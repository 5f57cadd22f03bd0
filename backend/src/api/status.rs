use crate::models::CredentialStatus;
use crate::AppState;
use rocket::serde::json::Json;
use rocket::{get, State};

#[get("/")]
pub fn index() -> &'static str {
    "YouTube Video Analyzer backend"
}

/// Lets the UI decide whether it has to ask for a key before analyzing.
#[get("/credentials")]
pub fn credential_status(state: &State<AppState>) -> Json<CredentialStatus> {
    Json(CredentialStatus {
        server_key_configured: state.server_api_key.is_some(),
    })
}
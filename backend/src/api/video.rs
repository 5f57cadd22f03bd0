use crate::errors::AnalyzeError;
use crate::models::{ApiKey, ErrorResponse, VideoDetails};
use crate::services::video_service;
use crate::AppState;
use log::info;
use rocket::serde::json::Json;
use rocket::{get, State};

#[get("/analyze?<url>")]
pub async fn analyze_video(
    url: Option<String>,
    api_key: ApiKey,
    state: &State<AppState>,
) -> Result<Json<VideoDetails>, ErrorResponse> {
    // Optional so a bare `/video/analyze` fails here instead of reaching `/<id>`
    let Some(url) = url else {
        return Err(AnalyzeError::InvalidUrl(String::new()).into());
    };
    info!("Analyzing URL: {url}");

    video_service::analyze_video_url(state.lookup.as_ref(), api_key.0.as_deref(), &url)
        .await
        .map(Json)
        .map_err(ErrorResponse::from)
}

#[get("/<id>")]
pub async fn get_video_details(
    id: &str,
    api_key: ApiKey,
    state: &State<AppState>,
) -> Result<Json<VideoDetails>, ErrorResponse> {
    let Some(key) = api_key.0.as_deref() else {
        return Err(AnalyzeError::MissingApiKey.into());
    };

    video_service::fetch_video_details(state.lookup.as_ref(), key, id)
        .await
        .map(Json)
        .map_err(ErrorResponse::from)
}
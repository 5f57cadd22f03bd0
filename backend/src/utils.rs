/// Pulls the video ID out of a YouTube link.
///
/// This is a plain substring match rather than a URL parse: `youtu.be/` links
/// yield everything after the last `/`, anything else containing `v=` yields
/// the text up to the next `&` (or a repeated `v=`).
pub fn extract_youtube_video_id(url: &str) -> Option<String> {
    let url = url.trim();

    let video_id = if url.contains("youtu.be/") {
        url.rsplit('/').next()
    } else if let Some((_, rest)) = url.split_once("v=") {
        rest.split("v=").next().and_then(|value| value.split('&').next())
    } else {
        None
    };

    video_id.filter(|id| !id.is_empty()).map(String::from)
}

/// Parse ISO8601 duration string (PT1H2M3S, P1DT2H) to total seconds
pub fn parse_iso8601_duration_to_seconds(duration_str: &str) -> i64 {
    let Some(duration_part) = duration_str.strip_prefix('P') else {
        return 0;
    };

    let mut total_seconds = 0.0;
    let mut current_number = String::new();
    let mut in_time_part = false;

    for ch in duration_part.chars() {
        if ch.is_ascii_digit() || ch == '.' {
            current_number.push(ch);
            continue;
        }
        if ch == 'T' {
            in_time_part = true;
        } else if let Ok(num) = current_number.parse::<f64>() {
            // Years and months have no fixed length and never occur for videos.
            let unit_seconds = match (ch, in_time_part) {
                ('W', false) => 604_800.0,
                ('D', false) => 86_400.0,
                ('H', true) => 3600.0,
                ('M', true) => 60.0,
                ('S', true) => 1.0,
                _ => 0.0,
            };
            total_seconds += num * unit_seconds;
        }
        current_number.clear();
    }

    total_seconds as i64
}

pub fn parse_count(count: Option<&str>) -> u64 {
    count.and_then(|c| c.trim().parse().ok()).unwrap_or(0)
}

=====

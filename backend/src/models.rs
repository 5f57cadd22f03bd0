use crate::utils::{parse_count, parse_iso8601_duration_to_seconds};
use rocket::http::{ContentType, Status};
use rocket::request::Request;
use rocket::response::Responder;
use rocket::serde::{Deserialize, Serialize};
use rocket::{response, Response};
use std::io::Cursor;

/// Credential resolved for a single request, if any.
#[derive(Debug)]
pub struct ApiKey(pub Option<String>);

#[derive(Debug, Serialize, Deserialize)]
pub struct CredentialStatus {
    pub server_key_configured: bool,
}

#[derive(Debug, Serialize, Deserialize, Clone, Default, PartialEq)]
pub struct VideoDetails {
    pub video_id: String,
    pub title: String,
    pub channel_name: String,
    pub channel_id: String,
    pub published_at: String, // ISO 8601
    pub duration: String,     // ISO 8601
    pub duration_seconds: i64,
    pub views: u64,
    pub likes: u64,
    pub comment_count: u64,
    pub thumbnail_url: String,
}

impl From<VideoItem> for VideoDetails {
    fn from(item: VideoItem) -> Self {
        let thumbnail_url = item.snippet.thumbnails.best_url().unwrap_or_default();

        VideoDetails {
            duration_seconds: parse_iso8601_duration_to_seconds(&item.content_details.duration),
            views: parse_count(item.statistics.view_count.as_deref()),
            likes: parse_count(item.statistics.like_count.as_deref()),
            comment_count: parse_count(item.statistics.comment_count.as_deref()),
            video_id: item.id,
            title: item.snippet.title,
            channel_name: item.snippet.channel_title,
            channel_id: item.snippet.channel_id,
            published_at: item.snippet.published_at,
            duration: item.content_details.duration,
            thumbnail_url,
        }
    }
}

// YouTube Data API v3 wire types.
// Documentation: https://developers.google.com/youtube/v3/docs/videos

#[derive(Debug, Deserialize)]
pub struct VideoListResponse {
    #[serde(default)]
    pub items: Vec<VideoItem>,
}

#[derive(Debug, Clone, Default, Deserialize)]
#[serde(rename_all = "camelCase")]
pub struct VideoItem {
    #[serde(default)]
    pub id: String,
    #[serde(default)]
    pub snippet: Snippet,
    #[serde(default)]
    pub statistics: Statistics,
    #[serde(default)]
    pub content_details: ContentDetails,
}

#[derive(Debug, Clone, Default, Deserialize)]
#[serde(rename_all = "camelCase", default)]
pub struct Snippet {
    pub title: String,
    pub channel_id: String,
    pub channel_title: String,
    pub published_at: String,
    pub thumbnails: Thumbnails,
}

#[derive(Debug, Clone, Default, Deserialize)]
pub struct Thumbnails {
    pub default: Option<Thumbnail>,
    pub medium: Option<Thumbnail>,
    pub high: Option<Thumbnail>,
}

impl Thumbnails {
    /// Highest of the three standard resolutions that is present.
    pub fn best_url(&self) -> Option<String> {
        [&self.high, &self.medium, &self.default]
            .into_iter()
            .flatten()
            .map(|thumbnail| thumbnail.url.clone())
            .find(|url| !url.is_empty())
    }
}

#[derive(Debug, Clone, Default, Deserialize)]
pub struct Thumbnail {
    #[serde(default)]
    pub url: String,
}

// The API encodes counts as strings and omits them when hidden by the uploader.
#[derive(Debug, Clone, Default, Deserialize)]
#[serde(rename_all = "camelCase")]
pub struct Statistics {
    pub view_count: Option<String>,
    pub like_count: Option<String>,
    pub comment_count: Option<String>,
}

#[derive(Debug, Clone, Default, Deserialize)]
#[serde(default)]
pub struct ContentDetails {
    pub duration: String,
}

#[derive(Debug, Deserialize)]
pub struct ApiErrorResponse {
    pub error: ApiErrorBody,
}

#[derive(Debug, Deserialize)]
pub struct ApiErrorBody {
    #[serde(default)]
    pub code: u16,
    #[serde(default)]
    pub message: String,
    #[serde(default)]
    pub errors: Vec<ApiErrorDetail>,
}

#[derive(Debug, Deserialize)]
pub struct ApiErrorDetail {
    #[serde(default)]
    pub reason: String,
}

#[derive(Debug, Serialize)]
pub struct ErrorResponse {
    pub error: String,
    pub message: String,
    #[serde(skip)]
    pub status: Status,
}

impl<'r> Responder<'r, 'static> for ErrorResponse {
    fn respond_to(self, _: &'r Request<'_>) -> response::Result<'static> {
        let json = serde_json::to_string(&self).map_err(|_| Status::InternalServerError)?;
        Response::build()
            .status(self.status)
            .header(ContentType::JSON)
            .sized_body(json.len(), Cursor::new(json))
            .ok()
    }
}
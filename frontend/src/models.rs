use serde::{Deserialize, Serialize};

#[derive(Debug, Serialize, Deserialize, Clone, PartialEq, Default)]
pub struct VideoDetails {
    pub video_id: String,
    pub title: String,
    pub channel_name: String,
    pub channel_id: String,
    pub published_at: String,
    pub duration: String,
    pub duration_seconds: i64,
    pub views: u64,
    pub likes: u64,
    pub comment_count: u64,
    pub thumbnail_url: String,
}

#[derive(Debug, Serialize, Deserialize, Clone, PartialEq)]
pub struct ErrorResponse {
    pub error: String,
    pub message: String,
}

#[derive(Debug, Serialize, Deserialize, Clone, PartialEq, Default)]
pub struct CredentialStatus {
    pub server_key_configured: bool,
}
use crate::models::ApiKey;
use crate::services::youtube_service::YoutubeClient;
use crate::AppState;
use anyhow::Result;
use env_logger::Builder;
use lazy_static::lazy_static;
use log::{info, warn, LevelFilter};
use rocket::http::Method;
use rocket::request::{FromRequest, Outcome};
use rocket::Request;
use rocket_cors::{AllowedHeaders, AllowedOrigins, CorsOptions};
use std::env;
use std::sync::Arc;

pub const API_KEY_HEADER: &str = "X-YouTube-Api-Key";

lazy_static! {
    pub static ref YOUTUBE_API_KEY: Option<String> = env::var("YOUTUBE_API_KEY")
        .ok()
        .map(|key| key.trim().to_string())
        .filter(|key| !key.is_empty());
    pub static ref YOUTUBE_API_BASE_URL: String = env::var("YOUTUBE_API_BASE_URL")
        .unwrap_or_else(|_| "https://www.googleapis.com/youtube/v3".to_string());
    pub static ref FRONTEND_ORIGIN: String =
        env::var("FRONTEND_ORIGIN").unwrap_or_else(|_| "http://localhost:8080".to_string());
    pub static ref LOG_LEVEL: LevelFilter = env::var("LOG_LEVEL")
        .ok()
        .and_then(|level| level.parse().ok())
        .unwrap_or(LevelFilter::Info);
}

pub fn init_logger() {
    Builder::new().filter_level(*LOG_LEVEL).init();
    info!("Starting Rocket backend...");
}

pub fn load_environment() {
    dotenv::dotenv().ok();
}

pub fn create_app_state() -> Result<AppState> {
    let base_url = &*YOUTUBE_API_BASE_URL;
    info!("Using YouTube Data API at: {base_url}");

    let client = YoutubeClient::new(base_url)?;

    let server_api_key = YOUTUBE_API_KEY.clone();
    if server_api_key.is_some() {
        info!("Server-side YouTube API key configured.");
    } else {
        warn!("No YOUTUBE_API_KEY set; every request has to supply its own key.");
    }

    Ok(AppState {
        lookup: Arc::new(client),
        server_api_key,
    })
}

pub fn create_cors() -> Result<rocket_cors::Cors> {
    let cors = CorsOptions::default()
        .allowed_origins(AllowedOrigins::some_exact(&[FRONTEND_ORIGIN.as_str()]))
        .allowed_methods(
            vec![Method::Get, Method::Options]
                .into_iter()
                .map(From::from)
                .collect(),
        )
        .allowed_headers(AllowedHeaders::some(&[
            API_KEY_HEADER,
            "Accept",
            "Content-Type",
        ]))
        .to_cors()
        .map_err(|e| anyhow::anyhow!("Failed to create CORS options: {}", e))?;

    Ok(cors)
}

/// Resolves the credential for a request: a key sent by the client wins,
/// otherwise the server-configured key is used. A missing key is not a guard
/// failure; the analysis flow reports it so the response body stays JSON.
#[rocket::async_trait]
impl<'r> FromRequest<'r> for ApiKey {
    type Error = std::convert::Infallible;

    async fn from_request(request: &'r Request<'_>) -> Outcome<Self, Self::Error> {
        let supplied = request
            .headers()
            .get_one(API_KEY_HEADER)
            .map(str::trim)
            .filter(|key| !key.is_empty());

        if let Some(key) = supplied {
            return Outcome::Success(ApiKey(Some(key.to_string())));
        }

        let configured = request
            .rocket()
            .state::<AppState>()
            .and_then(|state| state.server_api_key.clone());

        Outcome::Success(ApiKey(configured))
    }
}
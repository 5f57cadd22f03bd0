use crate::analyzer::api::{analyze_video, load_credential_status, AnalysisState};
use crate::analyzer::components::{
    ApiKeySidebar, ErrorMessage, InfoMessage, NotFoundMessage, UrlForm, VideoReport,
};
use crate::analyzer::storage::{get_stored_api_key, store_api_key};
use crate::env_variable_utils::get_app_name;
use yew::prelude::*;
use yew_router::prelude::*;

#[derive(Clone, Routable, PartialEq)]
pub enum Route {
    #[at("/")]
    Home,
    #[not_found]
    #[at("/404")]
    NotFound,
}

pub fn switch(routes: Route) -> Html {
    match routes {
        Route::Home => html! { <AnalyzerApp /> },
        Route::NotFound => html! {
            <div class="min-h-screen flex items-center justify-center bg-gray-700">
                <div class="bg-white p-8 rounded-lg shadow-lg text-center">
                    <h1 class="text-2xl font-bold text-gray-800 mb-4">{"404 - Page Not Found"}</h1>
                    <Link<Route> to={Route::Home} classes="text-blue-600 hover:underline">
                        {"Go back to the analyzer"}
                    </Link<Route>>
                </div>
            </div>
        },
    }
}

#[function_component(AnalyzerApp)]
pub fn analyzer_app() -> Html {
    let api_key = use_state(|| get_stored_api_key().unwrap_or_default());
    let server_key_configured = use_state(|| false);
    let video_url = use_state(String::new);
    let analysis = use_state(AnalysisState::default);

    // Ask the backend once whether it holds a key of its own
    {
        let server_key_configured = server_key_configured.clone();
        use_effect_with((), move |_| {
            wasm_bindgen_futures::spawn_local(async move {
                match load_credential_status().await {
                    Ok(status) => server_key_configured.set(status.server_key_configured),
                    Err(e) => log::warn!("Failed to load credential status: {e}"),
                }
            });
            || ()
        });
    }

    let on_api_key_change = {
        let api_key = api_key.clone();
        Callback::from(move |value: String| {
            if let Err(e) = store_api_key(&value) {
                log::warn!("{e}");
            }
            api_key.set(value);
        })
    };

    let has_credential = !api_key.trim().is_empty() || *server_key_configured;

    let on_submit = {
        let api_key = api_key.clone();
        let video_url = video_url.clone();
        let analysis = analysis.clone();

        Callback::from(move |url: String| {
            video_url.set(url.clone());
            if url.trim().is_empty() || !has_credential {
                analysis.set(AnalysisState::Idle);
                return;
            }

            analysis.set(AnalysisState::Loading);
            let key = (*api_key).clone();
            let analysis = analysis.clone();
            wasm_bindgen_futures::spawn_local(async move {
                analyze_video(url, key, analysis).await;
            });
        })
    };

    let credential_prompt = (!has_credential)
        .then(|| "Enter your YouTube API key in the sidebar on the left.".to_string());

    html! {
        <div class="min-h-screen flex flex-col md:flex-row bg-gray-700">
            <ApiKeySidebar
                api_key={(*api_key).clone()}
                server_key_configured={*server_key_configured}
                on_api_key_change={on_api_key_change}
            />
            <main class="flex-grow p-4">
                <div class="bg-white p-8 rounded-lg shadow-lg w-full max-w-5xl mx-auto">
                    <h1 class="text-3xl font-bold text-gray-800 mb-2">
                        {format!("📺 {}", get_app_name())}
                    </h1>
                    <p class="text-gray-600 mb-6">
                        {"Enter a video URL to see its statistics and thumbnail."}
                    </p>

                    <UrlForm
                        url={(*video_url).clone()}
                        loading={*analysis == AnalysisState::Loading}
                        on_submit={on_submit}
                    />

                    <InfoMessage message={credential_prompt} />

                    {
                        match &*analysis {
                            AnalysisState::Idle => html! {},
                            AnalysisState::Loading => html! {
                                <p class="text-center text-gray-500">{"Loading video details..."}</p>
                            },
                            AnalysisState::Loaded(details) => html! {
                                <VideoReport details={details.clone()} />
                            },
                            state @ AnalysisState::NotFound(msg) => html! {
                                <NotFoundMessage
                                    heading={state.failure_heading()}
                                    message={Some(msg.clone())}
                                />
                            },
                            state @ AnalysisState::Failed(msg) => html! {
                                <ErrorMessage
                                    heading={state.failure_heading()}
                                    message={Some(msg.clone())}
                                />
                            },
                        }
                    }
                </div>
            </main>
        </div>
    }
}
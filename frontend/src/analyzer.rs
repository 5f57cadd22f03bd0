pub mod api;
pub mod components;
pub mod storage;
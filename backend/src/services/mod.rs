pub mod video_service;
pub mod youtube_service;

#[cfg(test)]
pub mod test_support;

=====

_Problem requirements_:
Look above for the line with "for ch in duration_part.chars()" and the line with "in_time_part = true;". Write out those two lines and all the lines between them, exactly, and no others.

_Result of the task_:
    for ch in duration_part.chars() {
        if ch.is_ascii_digit() || ch == '.' {
            current_number.push(ch);
            continue;
        }
        if ch == 'T' {
            in_time_part = true;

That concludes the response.